Emperor penguins. Check out those flippers. (lin padgham/Wikimedia Commons)
Who wants some science??
- Why did penguins stop flying? Because if you’re evolving to become a swimmer, you don’t really need to be a flyer, too.
- Seems like an odd thing to be talking about on the cusp of summer, but you can indeed catch your death of cold, because cold temperatures turn down the immune response to the cold virus.
- But your immune system may also get some help from viruses, too. Bacteria-eating viruses.
- You are just lousy with fungi. We know because scientists are mapping them.
- Bacteria eat a lot of things. And if you want to see evolution in action, take a look at bacteria that are learning how to eat a pesticide.
- It only takes a change in one gene to make white tigers white. Rawr.
- Speaking of single gene changes, if turn down a gene called mrps-5 in mice and worms, they seem to live longer. Why? Because it makes their mitochondria unhappy.
- Have an itch? You may have a nerve-triggering molecule whose main job seems to be to turn on the sensation of itch to thank for it.
- Twinkies and cockroaches will be the two things to survive the nuclear holocaust, right? However, cockroaches that stay away from the Twinkies — and sweet flavors in general — might survive better. Roach bait is often sweetened with glucose. But some roaches have evolved such that to them, glucose tastes bitter instead.

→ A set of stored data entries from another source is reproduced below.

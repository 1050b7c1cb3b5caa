//! Kublade domain core.
//!
//! Pure types and rules shared by the API server and the queue worker.
//! Nothing in this crate performs I/O except the in-memory job queue.

pub mod error;
pub mod jobs;
pub mod permission;
pub mod queue;
pub mod queue_status;
pub mod roles;
pub mod types;
pub mod validation;
//! Route definitions for the `/queue` resource.

use axum::routing::get;
use axum::Router;
use kublade_core::roles::PERM_QUEUE_VIEW;

use crate::handlers::queue;
use crate::middleware::permission::guarded;
use crate::state::AppState;

/// `/queue/status`, guarded by the queue view permission.
///
/// ```text
/// GET /status   -> status (ui.admin.queue.view)
/// ```
pub fn router() -> Router<AppState> {
    Router::new().route("/status", guarded(get(queue::status), PERM_QUEUE_VIEW))
}
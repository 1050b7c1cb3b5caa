//! Queue job row and its conversion into the queue contract type.

use kublade_core::queue::{JobState, QueuedJob};
use kublade_core::types::{DbId, Timestamp};
use serde::Serialize;
use sqlx::FromRow;

use super::status::{JobStatus, StatusId};

#[derive(Debug, Clone, FromRow, Serialize)]
pub struct Job {
    pub id: DbId,
    pub job_type: String,
    pub queue: String,
    pub payload: serde_json::Value,
    pub unique_key: Option<String>,
    pub tags: Vec<String>,
    pub status_id: StatusId,
    pub attempts: i32,
    pub max_attempts: i32,
    pub error_message: Option<String>,
    pub enqueued_at: Timestamp,
    pub available_at: Timestamp,
    pub started_at: Option<Timestamp>,
    pub completed_at: Option<Timestamp>,
    pub created_at: Timestamp,
    pub updated_at: Timestamp,
}

impl Job {
    /// Lifecycle state, or `None` if `status_id` is not a known status.
    pub fn state(&self) -> Option<JobState> {
        JobStatus::from_id(self.status_id).map(JobState::from)
    }

    /// Convert into the backend-neutral job, rejecting unknown status IDs.
    pub fn into_queued(self) -> Result<QueuedJob, StatusId> {
        let state = self.state().ok_or(self.status_id)?;
        Ok(QueuedJob {
            id: self.id,
            job_type: self.job_type,
            queue: self.queue,
            payload: self.payload,
            unique_key: self.unique_key,
            tags: self.tags,
            state,
            attempts: self.attempts,
            max_attempts: self.max_attempts,
            error_message: self.error_message,
            enqueued_at: self.enqueued_at,
            started_at: self.started_at,
            completed_at: self.completed_at,
        })
    }
}

/// Per-queue, per-status job count from a `GROUP BY`.
#[derive(Debug, Clone, FromRow)]
pub struct QueueStatusCount {
    pub queue: String,
    pub status_id: StatusId,
    pub count: i64,
}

- A few weeks back, the Russians sent what was basically a 5th grade science laboratory into space, a satellite full of mice, gerbils and newts. The goal: to study long term effects of living in space. The result: well, if you have to go to space, don’t be a gerbil on a Russian satellite.
- Hurricane season is right around the corner (yay?), so it’s time to dust off those storm prediction models. And as anyone who lives on the East Coast can tell you, those models could be better. Meteorologists agree.
- Believe it or not, no one really knows how anesthetics put you under. But in a study comparing the molecular effects of different anesthetic drugs points to one common feature: they all seem to knock out communications between the front and back of the brain.
- Why was the blight that caused the Irish Potato Famine so fierce? Genetic studies of the blight suggest something about the potatoes themselves may have been to blame.
- I’ll just go ahead and quote Improbable Research‘s Marc Abrahams here: “This medical case report shows an exception to the old saying that ‘laughter is the best medicine.'” Abrahams was writing about the first ever medical case report of seizures triggered by laughter.
- The Food and Drug Administration has decided that the time has come to regulate fecal transplants. To regulate what?
- Science as a way of looking at the world has been around for centuries. The word “scientist,” though? Not so much..less than 200 years. Science Friday‘s Ira Flatow and historian Howard Markel discuss the relatively recent origins of “scientist.”